How we form collaborative groups.
Where students work.
How we arrange the furniture.
How we answer questions. As a coach, reading about this one was just so interesting, because the parallels to our (I mean the Partners) stance on coaching are so clear.
When, where, and how tasks are given.
What homework looks like.
How we foster student autonomy.
How we use hints and extensions. The parallel here is to how we have talked in our Acceleration work about scaffolding.
How we consolidate a lesson.
How students take notes.
How we choose to evaluate.
How we use formative assessment. Another connection to the Acceleration Framework, obviously.
How we grade.
So when I say that he systematically upended the way that classrooms are usually organized, I mean he did things like have students stand up rather than sit down, rearrange the furniture so that it’s not only not in rows but also not even at right-angles, take away the furniture completely, remove the concept of the front of the room, have students do their work on vertical, non-permanent surfaces (whiteboards, chalkboard, chart paper) rather than horizontal (notebook paper). And he kept track of what happened—how much real learning rather than mere studenting each change produced. And the book is the compendium of that research.

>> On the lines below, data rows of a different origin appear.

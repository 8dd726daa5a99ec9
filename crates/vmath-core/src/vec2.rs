//! 2D vector type for points and directions on the plane.
//!
//! [`Vec2`] covers positions, offsets, and texture coordinates.
//! It converts to and from [`glam::Vec2`] for interop with glam-based code.
//!
//! # Usage
//!
//! ```rust
//! use vmath_core::Vec2;
//!
//! let v = Vec2::new(3.0, 4.0);
//! assert_eq!(v.length(), 5.0);
//!
//! let unit = v.normalized();
//! let heading = v.angle();
//! ```

use std::fmt;
use std::ops::{Add, AddAssign, Div, DivAssign, Index, IndexMut, Mul, MulAssign, Sub, SubAssign};
use std::str::FromStr;

use crate::error::{Error, Result};
use crate::parse::parse_fields;

/// A 2D vector for points and directions.
///
/// Components are plain `f32` fields; convert with [`Vec2::to_glam`] for
/// SIMD-accelerated batch work.
///
/// # Components
///
/// Access via `.x`, `.y` or index `[0]`, `[1]`.
/// For texture coordinates: x=U, y=V.
///
/// # Example
///
/// ```rust
/// use vmath_core::Vec2;
///
/// let p = Vec2::new(2.0, 3.0);
/// assert_eq!(p.x, 2.0);
/// assert_eq!(p[1], 3.0);
///
/// // Projection onto an axis
/// let along_x = p.dot(Vec2::X);
/// assert_eq!(along_x, 2.0);
/// ```
#[derive(Debug, Clone, Copy, PartialEq, Default)]
#[cfg_attr(feature = "serde", derive(serde::Serialize, serde::Deserialize))]
#[repr(C)]
pub struct Vec2 {
    /// X component (horizontal axis, U for texture coordinates)
    pub x: f32,
    /// Y component (vertical axis, V for texture coordinates)
    pub y: f32,
}

/// A 2D position.
///
/// Alias of [`Vec2`] for code that distinguishes points from directions.
pub type Point2 = Vec2;

impl Vec2 {
    /// Zero vector (0, 0).
    pub const ZERO: Self = Self::new(0.0, 0.0);

    /// One vector (1, 1).
    pub const ONE: Self = Self::new(1.0, 1.0);

    /// Unit X vector (1, 0).
    pub const X: Self = Self::new(1.0, 0.0);

    /// Unit Y vector (0, 1).
    pub const Y: Self = Self::new(0.0, 1.0);

    /// Creates a new vector.
    ///
    /// # Example
    ///
    /// ```rust
    /// use vmath_core::Vec2;
    ///
    /// let v = Vec2::new(1.0, 2.0);
    /// ```
    #[inline]
    pub const fn new(x: f32, y: f32) -> Self {
        Self { x, y }
    }

    /// Creates a vector with both components set to the same value.
    ///
    /// # Example
    ///
    /// ```rust
    /// use vmath_core::Vec2;
    ///
    /// let half = Vec2::splat(0.5);
    /// assert_eq!(half, Vec2::new(0.5, 0.5));
    /// ```
    #[inline]
    pub const fn splat(v: f32) -> Self {
        Self::new(v, v)
    }

    /// Creates from an array.
    #[inline]
    pub const fn from_array(a: [f32; 2]) -> Self {
        Self::new(a[0], a[1])
    }

    /// Converts to an array.
    #[inline]
    pub const fn to_array(self) -> [f32; 2] {
        [self.x, self.y]
    }

    /// Parses a vector from a delimited string.
    ///
    /// Accepts exactly two numeric fields separated by `delimiter`, with
    /// optional whitespace around each field. Returns an [`Error`] describing
    /// the first problem found; no partial vector is ever produced.
    ///
    /// # Example
    ///
    /// ```rust
    /// use vmath_core::Vec2;
    ///
    /// let v = Vec2::from_delimited("3.0, 4.0", ',').unwrap();
    /// assert_eq!(v, Vec2::new(3.0, 4.0));
    ///
    /// assert!(Vec2::from_delimited("3.0", ',').is_err());
    /// ```
    pub fn from_delimited(s: &str, delimiter: char) -> Result<Self> {
        let v = parse_fields(s, delimiter, 2)?;
        Ok(Self::new(v[0], v[1]))
    }

    /// Dot product with another vector.
    ///
    /// ```rust
    /// use vmath_core::Vec2;
    ///
    /// let a = Vec2::new(1.0, 2.0);
    /// let b = Vec2::new(3.0, 4.0);
    /// assert_eq!(a.dot(b), 11.0);
    /// ```
    #[inline]
    pub fn dot(self, other: Self) -> f32 {
        self.x * other.x + self.y * other.y
    }

    /// 2D cross product.
    ///
    /// Returns the z component of the 3D cross product of the two vectors
    /// extended with z = 0, equal to the signed area of the parallelogram
    /// they span. Positive when `other` is counter-clockwise from `self`.
    #[inline]
    pub fn cross(self, other: Self) -> f32 {
        self.x * other.y - self.y * other.x
    }

    /// Length (magnitude) of the vector.
    #[inline]
    pub fn length(self) -> f32 {
        self.dot(self).sqrt()
    }

    /// Squared length (avoids sqrt).
    #[inline]
    pub fn length_squared(self) -> f32 {
        self.dot(self)
    }

    /// Returns the vector scaled to unit length.
    ///
    /// Follows IEEE division: a zero-length input yields NaN components.
    /// Use [`Vec2::try_normalized`] when the input may be degenerate.
    #[inline]
    pub fn normalized(self) -> Self {
        self / self.length()
    }

    /// Normalizes the vector in place.
    ///
    /// Same semantics as [`Vec2::normalized`].
    #[inline]
    pub fn normalize(&mut self) {
        *self = self.normalized();
    }

    /// Returns the unit vector, or `None` if the length is zero or not
    /// finite.
    ///
    /// # Example
    ///
    /// ```rust
    /// use vmath_core::Vec2;
    ///
    /// assert!(Vec2::new(3.0, 4.0).try_normalized().is_some());
    /// assert!(Vec2::ZERO.try_normalized().is_none());
    /// ```
    #[inline]
    pub fn try_normalized(self) -> Option<Self> {
        let len = self.length();
        if len > 0.0 && len.is_finite() {
            Some(self / len)
        } else {
            None
        }
    }

    /// Polar angle of the vector.
    ///
    /// Measured in radians from the positive X axis, counter-clockwise,
    /// in the range `[-pi, pi]`. The zero vector yields `0.0`.
    ///
    /// ```rust
    /// use vmath_core::Vec2;
    ///
    /// assert_eq!(Vec2::X.angle(), 0.0);
    /// ```
    #[inline]
    pub fn angle(self) -> f32 {
        self.y.atan2(self.x)
    }

    /// Linear interpolation between self and other.
    ///
    /// `t = 0.0` returns self, `t = 1.0` returns other.
    #[inline]
    pub fn lerp(self, other: Self, t: f32) -> Self {
        self + (other - self) * t
    }

    /// Euclidean distance to another point.
    #[inline]
    pub fn distance(self, other: Self) -> f32 {
        (other - self).length()
    }

    /// Component-wise minimum.
    #[inline]
    pub fn min(self, other: Self) -> Self {
        Self::new(self.x.min(other.x), self.y.min(other.y))
    }

    /// Component-wise maximum.
    #[inline]
    pub fn max(self, other: Self) -> Self {
        Self::new(self.x.max(other.x), self.y.max(other.y))
    }

    /// Component-wise absolute value.
    #[inline]
    pub fn abs(self) -> Self {
        Self::new(self.x.abs(), self.y.abs())
    }

    /// Returns true if any component is NaN.
    #[inline]
    pub fn is_nan(self) -> bool {
        self.x.is_nan() || self.y.is_nan()
    }

    /// Returns true if any component is infinite.
    #[inline]
    pub fn is_infinite(self) -> bool {
        self.x.is_infinite() || self.y.is_infinite()
    }

    /// Returns true if all components are finite (not NaN or infinite).
    #[inline]
    pub fn is_finite(self) -> bool {
        self.x.is_finite() && self.y.is_finite()
    }

    /// Converts to glam Vec2.
    #[inline]
    pub fn to_glam(self) -> glam::Vec2 {
        glam::Vec2::new(self.x, self.y)
    }

    /// Creates from glam Vec2.
    #[inline]
    pub fn from_glam(v: glam::Vec2) -> Self {
        Self::new(v.x, v.y)
    }
}

// Formatting: components separated by a single space
impl fmt::Display for Vec2 {
    fn fmt(&self, f: &mut fmt::Formatter<'_>) -> fmt::Result {
        write!(f, "{} {}", self.x, self.y)
    }
}

/// Parses from a comma-separated pair, e.g. `"1.5,-2"`.
impl FromStr for Vec2 {
    type Err = Error;

    #[inline]
    fn from_str(s: &str) -> Result<Self> {
        Self::from_delimited(s, ',')
    }
}

// Indexing
impl Index<usize> for Vec2 {
    type Output = f32;

    #[inline]
    fn index(&self, i: usize) -> &f32 {
        match i {
            0 => &self.x,
            1 => &self.y,
            _ => panic!("Vec2 index out of bounds: {}", i),
        }
    }
}

impl IndexMut<usize> for Vec2 {
    #[inline]
    fn index_mut(&mut self, i: usize) -> &mut f32 {
        match i {
            0 => &mut self.x,
            1 => &mut self.y,
            _ => panic!("Vec2 index out of bounds: {}", i),
        }
    }
}

// Vec2 + Vec2
impl Add for Vec2 {
    type Output = Self;

    #[inline]
    fn add(self, rhs: Self) -> Self {
        Self::new(self.x + rhs.x, self.y + rhs.y)
    }
}

// Vec2 - Vec2
impl Sub for Vec2 {
    type Output = Self;

    #[inline]
    fn sub(self, rhs: Self) -> Self {
        Self::new(self.x - rhs.x, self.y - rhs.y)
    }
}

// Vec2 * Vec2 (component-wise)
impl Mul for Vec2 {
    type Output = Self;

    #[inline]
    fn mul(self, rhs: Self) -> Self {
        Self::new(self.x * rhs.x, self.y * rhs.y)
    }
}

// Vec2 * f32
impl Mul<f32> for Vec2 {
    type Output = Self;

    #[inline]
    fn mul(self, rhs: f32) -> Self {
        Self::new(self.x * rhs, self.y * rhs)
    }
}

// f32 * Vec2
impl Mul<Vec2> for f32 {
    type Output = Vec2;

    #[inline]
    fn mul(self, rhs: Vec2) -> Vec2 {
        Vec2::new(self * rhs.x, self * rhs.y)
    }
}

// Vec2 / Vec2 (component-wise)
impl Div for Vec2 {
    type Output = Self;

    #[inline]
    fn div(self, rhs: Self) -> Self {
        Self::new(self.x / rhs.x, self.y / rhs.y)
    }
}

// Vec2 / f32
impl Div<f32> for Vec2 {
    type Output = Self;

    #[inline]
    fn div(self, rhs: f32) -> Self {
        Self::new(self.x / rhs, self.y / rhs)
    }
}

// f32 / Vec2 (component-wise reciprocal)
impl Div<Vec2> for f32 {
    type Output = Vec2;

    #[inline]
    fn div(self, rhs: Vec2) -> Vec2 {
        Vec2::new(self / rhs.x, self / rhs.y)
    }
}

// Compound assignment, vector and scalar right-hand sides
impl AddAssign for Vec2 {
    #[inline]
    fn add_assign(&mut self, rhs: Self) {
        *self = *self + rhs;
    }
}

impl AddAssign<f32> for Vec2 {
    #[inline]
    fn add_assign(&mut self, rhs: f32) {
        *self = Self::new(self.x + rhs, self.y + rhs);
    }
}

impl SubAssign for Vec2 {
    #[inline]
    fn sub_assign(&mut self, rhs: Self) {
        *self = *self - rhs;
    }
}

impl SubAssign<f32> for Vec2 {
    #[inline]
    fn sub_assign(&mut self, rhs: f32) {
        *self = Self::new(self.x - rhs, self.y - rhs);
    }
}

impl MulAssign for Vec2 {
    #[inline]
    fn mul_assign(&mut self, rhs: Self) {
        *self = *self * rhs;
    }
}

impl MulAssign<f32> for Vec2 {
    #[inline]
    fn mul_assign(&mut self, rhs: f32) {
        *self = *self * rhs;
    }
}

impl DivAssign for Vec2 {
    #[inline]
    fn div_assign(&mut self, rhs: Self) {
        *self = *self / rhs;
    }
}

impl DivAssign<f32> for Vec2 {
    #[inline]
    fn div_assign(&mut self, rhs: f32) {
        *self = *self / rhs;
    }
}

impl From<[f32; 2]> for Vec2 {
    #[inline]
    fn from(a: [f32; 2]) -> Self {
        Self::from_array(a)
    }
}

impl From<(f32, f32)> for Vec2 {
    #[inline]
    fn from(t: (f32, f32)) -> Self {
        Self::new(t.0, t.1)
    }
}

impl From<Vec2> for (f32, f32) {
    #[inline]
    fn from(v: Vec2) -> (f32, f32) {
        (v.x, v.y)
    }
}

impl From<Vec2> for [f32; 2] {
    #[inline]
    fn from(v: Vec2) -> [f32; 2] {
        v.to_array()
    }
}

impl From<glam::Vec2> for Vec2 {
    #[inline]
    fn from(v: glam::Vec2) -> Self {
        Self::from_glam(v)
    }
}

impl From<Vec2> for glam::Vec2 {
    #[inline]
    fn from(v: Vec2) -> glam::Vec2 {
        v.to_glam()
    }
}
//! 3D vector type for points, directions, and colors.
//!
//! [`Vec3`] represents positions in space, direction vectors, and RGB
//! triplets. It converts to and from [`glam::Vec3`] for interop with
//! glam-based code.
//!
//! # Usage
//!
//! ```rust
//! use vmath_core::Vec3;
//!
//! let a = Vec3::new(1.0, 2.0, 0.0);
//! let b = Vec3::new(-3.0, 5.0, 0.0);
//!
//! let sum = a + b;
//! let normal = a.cross(b).normalized();
//! ```

use std::fmt;
use std::ops::{
    Add, AddAssign, Div, DivAssign, Index, IndexMut, Mul, MulAssign, Neg, Sub, SubAssign,
};
use std::str::FromStr;

use crate::error::{Error, Result};
use crate::parse::parse_fields;

/// A 3D vector for points, directions, and colors.
///
/// Components are plain `f32` fields; convert with [`Vec3::to_glam`] for
/// SIMD-accelerated batch work.
///
/// # Components
///
/// Access via `.x`, `.y`, `.z` or index `[0]`, `[1]`, `[2]`.
/// For RGB: x=R, y=G, z=B.
///
/// # Example
///
/// ```rust
/// use vmath_core::Vec3;
///
/// let v = Vec3::new(0.5, 0.5, 0.5);
/// assert_eq!(v.x, 0.5);
/// assert_eq!(v[0], 0.5);
///
/// // Surface normal from two edge vectors
/// let n = Vec3::X.cross(Vec3::Y);
/// assert_eq!(n, Vec3::Z);
/// ```
#[derive(Debug, Clone, Copy, PartialEq, Default)]
#[cfg_attr(feature = "serde", derive(serde::Serialize, serde::Deserialize))]
#[repr(C)]
pub struct Vec3 {
    /// X component (R when used as a color)
    pub x: f32,
    /// Y component (G when used as a color)
    pub y: f32,
    /// Z component (B when used as a color)
    pub z: f32,
}

/// A 3D position.
///
/// Alias of [`Vec3`] for code that distinguishes points from directions.
pub type Point3 = Vec3;

/// An RGB color triplet.
///
/// Alias of [`Vec3`] with x=R, y=G, z=B.
pub type Color3 = Vec3;

impl Vec3 {
    /// Zero vector (0, 0, 0).
    pub const ZERO: Self = Self::new(0.0, 0.0, 0.0);

    /// One vector (1, 1, 1).
    pub const ONE: Self = Self::new(1.0, 1.0, 1.0);

    /// Unit X vector (1, 0, 0).
    pub const X: Self = Self::new(1.0, 0.0, 0.0);

    /// Unit Y vector (0, 1, 0).
    pub const Y: Self = Self::new(0.0, 1.0, 0.0);

    /// Unit Z vector (0, 0, 1).
    pub const Z: Self = Self::new(0.0, 0.0, 1.0);

    /// Creates a new vector.
    ///
    /// # Example
    ///
    /// ```rust
    /// use vmath_core::Vec3;
    ///
    /// let v = Vec3::new(1.0, 2.0, 3.0);
    /// ```
    #[inline]
    pub const fn new(x: f32, y: f32, z: f32) -> Self {
        Self { x, y, z }
    }

    /// Creates a vector with all components set to the same value.
    ///
    /// # Example
    ///
    /// ```rust
    /// use vmath_core::Vec3;
    ///
    /// let gray = Vec3::splat(0.5);
    /// assert_eq!(gray, Vec3::new(0.5, 0.5, 0.5));
    /// ```
    #[inline]
    pub const fn splat(v: f32) -> Self {
        Self::new(v, v, v)
    }

    /// Creates from an array.
    #[inline]
    pub const fn from_array(a: [f32; 3]) -> Self {
        Self::new(a[0], a[1], a[2])
    }

    /// Converts to an array.
    #[inline]
    pub const fn to_array(self) -> [f32; 3] {
        [self.x, self.y, self.z]
    }

    /// Parses a vector from a delimited string.
    ///
    /// Accepts exactly three numeric fields separated by `delimiter`, with
    /// optional whitespace around each field. Returns an [`Error`] describing
    /// the first problem found; no partial vector is ever produced.
    ///
    /// # Example
    ///
    /// ```rust
    /// use vmath_core::Vec3;
    ///
    /// let v = Vec3::from_delimited("1, 2, 3", ',').unwrap();
    /// assert_eq!(v, Vec3::new(1.0, 2.0, 3.0));
    ///
    /// assert!(Vec3::from_delimited("1, 2", ',').is_err());
    /// ```
    pub fn from_delimited(s: &str, delimiter: char) -> Result<Self> {
        let v = parse_fields(s, delimiter, 3)?;
        Ok(Self::new(v[0], v[1], v[2]))
    }

    /// Dot product with another vector.
    ///
    /// ```rust
    /// use vmath_core::Vec3;
    ///
    /// let a = Vec3::new(1.0, 2.0, 3.0);
    /// let b = Vec3::new(4.0, 5.0, 6.0);
    /// assert_eq!(a.dot(b), 32.0);
    /// ```
    #[inline]
    pub fn dot(self, other: Self) -> f32 {
        self.x * other.x + self.y * other.y + self.z * other.z
    }

    /// Cross product.
    ///
    /// Right-handed: `X.cross(Y) == Z`. The result is perpendicular to both
    /// inputs.
    #[inline]
    pub fn cross(self, other: Self) -> Self {
        Self::new(
            self.y * other.z - self.z * other.y,
            self.z * other.x - self.x * other.z,
            self.x * other.y - self.y * other.x,
        )
    }

    /// Length (magnitude) of the vector.
    #[inline]
    pub fn length(self) -> f32 {
        self.dot(self).sqrt()
    }

    /// Squared length (avoids sqrt).
    #[inline]
    pub fn length_squared(self) -> f32 {
        self.dot(self)
    }

    /// Returns the vector scaled to unit length.
    ///
    /// Follows IEEE division: a zero-length input yields NaN components.
    /// Use [`Vec3::try_normalized`] when the input may be degenerate.
    #[inline]
    pub fn normalized(self) -> Self {
        self / self.length()
    }

    /// Normalizes the vector in place.
    ///
    /// Same semantics as [`Vec3::normalized`].
    #[inline]
    pub fn normalize(&mut self) {
        *self = self.normalized();
    }

    /// Returns the unit vector, or `None` if the length is zero or not
    /// finite.
    ///
    /// # Example
    ///
    /// ```rust
    /// use vmath_core::Vec3;
    ///
    /// assert!(Vec3::Z.try_normalized().is_some());
    /// assert!(Vec3::ZERO.try_normalized().is_none());
    /// ```
    #[inline]
    pub fn try_normalized(self) -> Option<Self> {
        let len = self.length();
        if len > 0.0 && len.is_finite() {
            Some(self / len)
        } else {
            None
        }
    }

    /// Linear interpolation between self and other.
    ///
    /// `t = 0.0` returns self, `t = 1.0` returns other.
    #[inline]
    pub fn lerp(self, other: Self, t: f32) -> Self {
        self + (other - self) * t
    }

    /// Euclidean distance to another point.
    #[inline]
    pub fn distance(self, other: Self) -> f32 {
        (other - self).length()
    }

    /// Component-wise minimum.
    #[inline]
    pub fn min(self, other: Self) -> Self {
        Self::new(
            self.x.min(other.x),
            self.y.min(other.y),
            self.z.min(other.z),
        )
    }

    /// Component-wise maximum.
    #[inline]
    pub fn max(self, other: Self) -> Self {
        Self::new(
            self.x.max(other.x),
            self.y.max(other.y),
            self.z.max(other.z),
        )
    }

    /// Component-wise absolute value.
    #[inline]
    pub fn abs(self) -> Self {
        Self::new(self.x.abs(), self.y.abs(), self.z.abs())
    }

    /// Returns true if any component is NaN.
    #[inline]
    pub fn is_nan(self) -> bool {
        self.x.is_nan() || self.y.is_nan() || self.z.is_nan()
    }

    /// Returns true if any component is infinite.
    #[inline]
    pub fn is_infinite(self) -> bool {
        self.x.is_infinite() || self.y.is_infinite() || self.z.is_infinite()
    }

    /// Returns true if all components are finite (not NaN or infinite).
    #[inline]
    pub fn is_finite(self) -> bool {
        self.x.is_finite() && self.y.is_finite() && self.z.is_finite()
    }

    /// Converts to glam Vec3.
    #[inline]
    pub fn to_glam(self) -> glam::Vec3 {
        glam::Vec3::new(self.x, self.y, self.z)
    }

    /// Creates from glam Vec3.
    #[inline]
    pub fn from_glam(v: glam::Vec3) -> Self {
        Self::new(v.x, v.y, v.z)
    }
}

// Formatting: components separated by single spaces
impl fmt::Display for Vec3 {
    fn fmt(&self, f: &mut fmt::Formatter<'_>) -> fmt::Result {
        write!(f, "{} {} {}", self.x, self.y, self.z)
    }
}

/// Parses from a comma-separated triplet, e.g. `"1,2,3"`.
impl FromStr for Vec3 {
    type Err = Error;

    #[inline]
    fn from_str(s: &str) -> Result<Self> {
        Self::from_delimited(s, ',')
    }
}

// Indexing
impl Index<usize> for Vec3 {
    type Output = f32;

    #[inline]
    fn index(&self, i: usize) -> &f32 {
        match i {
            0 => &self.x,
            1 => &self.y,
            2 => &self.z,
            _ => panic!("Vec3 index out of bounds: {}", i),
        }
    }
}

impl IndexMut<usize> for Vec3 {
    #[inline]
    fn index_mut(&mut self, i: usize) -> &mut f32 {
        match i {
            0 => &mut self.x,
            1 => &mut self.y,
            2 => &mut self.z,
            _ => panic!("Vec3 index out of bounds: {}", i),
        }
    }
}

// -Vec3
impl Neg for Vec3 {
    type Output = Self;

    #[inline]
    fn neg(self) -> Self {
        Self::new(-self.x, -self.y, -self.z)
    }
}

// Vec3 + Vec3
impl Add for Vec3 {
    type Output = Self;

    #[inline]
    fn add(self, rhs: Self) -> Self {
        Self::new(self.x + rhs.x, self.y + rhs.y, self.z + rhs.z)
    }
}

// Vec3 - Vec3
impl Sub for Vec3 {
    type Output = Self;

    #[inline]
    fn sub(self, rhs: Self) -> Self {
        Self::new(self.x - rhs.x, self.y - rhs.y, self.z - rhs.z)
    }
}

// Vec3 * Vec3 (component-wise)
impl Mul for Vec3 {
    type Output = Self;

    #[inline]
    fn mul(self, rhs: Self) -> Self {
        Self::new(self.x * rhs.x, self.y * rhs.y, self.z * rhs.z)
    }
}

// Vec3 * f32
impl Mul<f32> for Vec3 {
    type Output = Self;

    #[inline]
    fn mul(self, rhs: f32) -> Self {
        Self::new(self.x * rhs, self.y * rhs, self.z * rhs)
    }
}

// f32 * Vec3
impl Mul<Vec3> for f32 {
    type Output = Vec3;

    #[inline]
    fn mul(self, rhs: Vec3) -> Vec3 {
        Vec3::new(self * rhs.x, self * rhs.y, self * rhs.z)
    }
}

// Vec3 / Vec3 (component-wise)
impl Div for Vec3 {
    type Output = Self;

    #[inline]
    fn div(self, rhs: Self) -> Self {
        Self::new(self.x / rhs.x, self.y / rhs.y, self.z / rhs.z)
    }
}

// Vec3 / f32
impl Div<f32> for Vec3 {
    type Output = Self;

    #[inline]
    fn div(self, rhs: f32) -> Self {
        Self::new(self.x / rhs, self.y / rhs, self.z / rhs)
    }
}

// f32 / Vec3 (component-wise reciprocal)
impl Div<Vec3> for f32 {
    type Output = Vec3;

    #[inline]
    fn div(self, rhs: Vec3) -> Vec3 {
        Vec3::new(self / rhs.x, self / rhs.y, self / rhs.z)
    }
}

// Compound assignment, vector and scalar right-hand sides
impl AddAssign for Vec3 {
    #[inline]
    fn add_assign(&mut self, rhs: Self) {
        *self = *self + rhs;
    }
}

impl AddAssign<f32> for Vec3 {
    #[inline]
    fn add_assign(&mut self, rhs: f32) {
        *self = Self::new(self.x + rhs, self.y + rhs, self.z + rhs);
    }
}

impl SubAssign for Vec3 {
    #[inline]
    fn sub_assign(&mut self, rhs: Self) {
        *self = *self - rhs;
    }
}

impl SubAssign<f32> for Vec3 {
    #[inline]
    fn sub_assign(&mut self, rhs: f32) {
        *self = Self::new(self.x - rhs, self.y - rhs, self.z - rhs);
    }
}

impl MulAssign for Vec3 {
    #[inline]
    fn mul_assign(&mut self, rhs: Self) {
        *self = *self * rhs;
    }
}

impl MulAssign<f32> for Vec3 {
    #[inline]
    fn mul_assign(&mut self, rhs: f32) {
        *self = *self * rhs;
    }
}

impl DivAssign for Vec3 {
    #[inline]
    fn div_assign(&mut self, rhs: Self) {
        *self = *self / rhs;
    }
}

impl DivAssign<f32> for Vec3 {
    #[inline]
    fn div_assign(&mut self, rhs: f32) {
        *self = *self / rhs;
    }
}

impl From<[f32; 3]> for Vec3 {
    #[inline]
    fn from(a: [f32; 3]) -> Self {
        Self::from_array(a)
    }
}

impl From<(f32, f32, f32)> for Vec3 {
    #[inline]
    fn from(t: (f32, f32, f32)) -> Self {
        Self::new(t.0, t.1, t.2)
    }
}

impl From<Vec3> for (f32, f32, f32) {
    #[inline]
    fn from(v: Vec3) -> (f32, f32, f32) {
        (v.x, v.y, v.z)
    }
}

impl From<Vec3> for [f32; 3] {
    #[inline]
    fn from(v: Vec3) -> [f32; 3] {
        v.to_array()
    }
}

impl From<glam::Vec3> for Vec3 {
    #[inline]
    fn from(v: glam::Vec3) -> Self {
        Self::from_glam(v)
    }
}

impl From<Vec3> for glam::Vec3 {
    #[inline]
    fn from(v: Vec3) -> glam::Vec3 {
        v.to_glam()
    }
}
//! Normalize command - scale to unit length

use crate::{
    NormalizeArgs,
    commands::{Vector, parse_vector},
};
use anyhow::{Context, Result};
#[allow(unused_imports)]
use tracing::{debug, info, trace};

pub fn run(args: NormalizeArgs, delimiter: char) -> Result<()> {
    match parse_vector(&args.vector, delimiter)? {
        Vector::V2(v) => {
            let unit = v
                .try_normalized()
                .context("cannot normalize a zero-length vector")?;
            debug!("{:?} -> {:?}", v, unit);
            println!("{}", unit);
        }
        Vector::V3(v) => {
            let unit = v
                .try_normalized()
                .context("cannot normalize a zero-length vector")?;
            debug!("{:?} -> {:?}", v, unit);
            println!("{}", unit);
        }
    }

    Ok(())
}
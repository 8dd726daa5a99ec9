//! Distance command

use crate::{
    DistanceArgs,
    commands::{VectorPair, parse_pair},
};
use anyhow::Result;
#[allow(unused_imports)]
use tracing::{debug, info, trace};

pub fn run(args: DistanceArgs, delimiter: char) -> Result<()> {
    let result = match parse_pair(&args.a, &args.b, delimiter)? {
        VectorPair::V2(a, b) => a.distance(b),
        VectorPair::V3(a, b) => a.distance(b),
    };

    println!("{}", result);

    Ok(())
}
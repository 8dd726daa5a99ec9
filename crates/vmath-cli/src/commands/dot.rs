//! Dot product command

use crate::{
    DotArgs,
    commands::{VectorPair, parse_pair},
};
use anyhow::Result;
#[allow(unused_imports)]
use tracing::{debug, info, trace};

pub fn run(args: DotArgs, delimiter: char) -> Result<()> {
    let result = match parse_pair(&args.a, &args.b, delimiter)? {
        VectorPair::V2(a, b) => a.dot(b),
        VectorPair::V3(a, b) => a.dot(b),
    };

    println!("{}", result);

    Ok(())
}
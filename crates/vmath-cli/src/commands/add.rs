//! Add command - component-wise vector sum

use crate::{
    AddArgs,
    commands::{VectorPair, parse_pair},
};
use anyhow::Result;
#[allow(unused_imports)]
use tracing::{debug, info, trace};

pub fn run(args: AddArgs, delimiter: char) -> Result<()> {
    match parse_pair(&args.a, &args.b, delimiter)? {
        VectorPair::V2(a, b) => {
            debug!("{:?} + {:?}", a, b);
            println!("{}", a + b);
        }
        VectorPair::V3(a, b) => {
            debug!("{:?} + {:?}", a, b);
            println!("{}", a + b);
        }
    }

    Ok(())
}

I looked at A LOT of books to feel ready to talk about task design at our recent Acceleration-related events—thank you again to everyone who made a recommendation. (It was 23 books, actually, thank you for asking.) Liljedahl’s book was one of the last ones I picked up because I couldn’t afford to focus just on one subject area. But the book is about so much more than math—indeed, I could argue that it’s really a book about creating the context for student thinking, and math happens to be the content area in the frame. So I think you should read it whether or not you are a math teacher:
Coaches, it will make you think differently about classroom instruction. But it will also make you think differently about coaching. Kerry and I have been talking for a few years now about creating the context for coaching—big shout-out to the teachers, coaches and principal of New Haven Adult Ed for helping us with this—and how coaching, like learning, and like task, does not happen in isolation. What are the equivalents of “studenting” in coaching, and how can we signal that we are not enacting a mental model of coaching that only has the coach telling a teacher what to do?
Leaders, it will make you think differently about faculty meetings, classroom observations, and teacher evaluation—what are the equivalents of “studenting” in those situations, and how much stalling and slacking is going on during faculty meetings? While I was reading the book, I started imagining what it would look like to make a complete break from the typical faculty meeting or data team meeting, and what teachers would think. And it should also make you think differently about coaching—in many districts, the coaching is being asked to do all the lifting, and would be more effective if leaders were more intentional about creating the context for coaching.
Teachers, it will make you think differently about everything.
Oh, and for everyone with a view about what good instruction looks like, please don’t say anything else about engagement or “voice and choice” until you have read the book.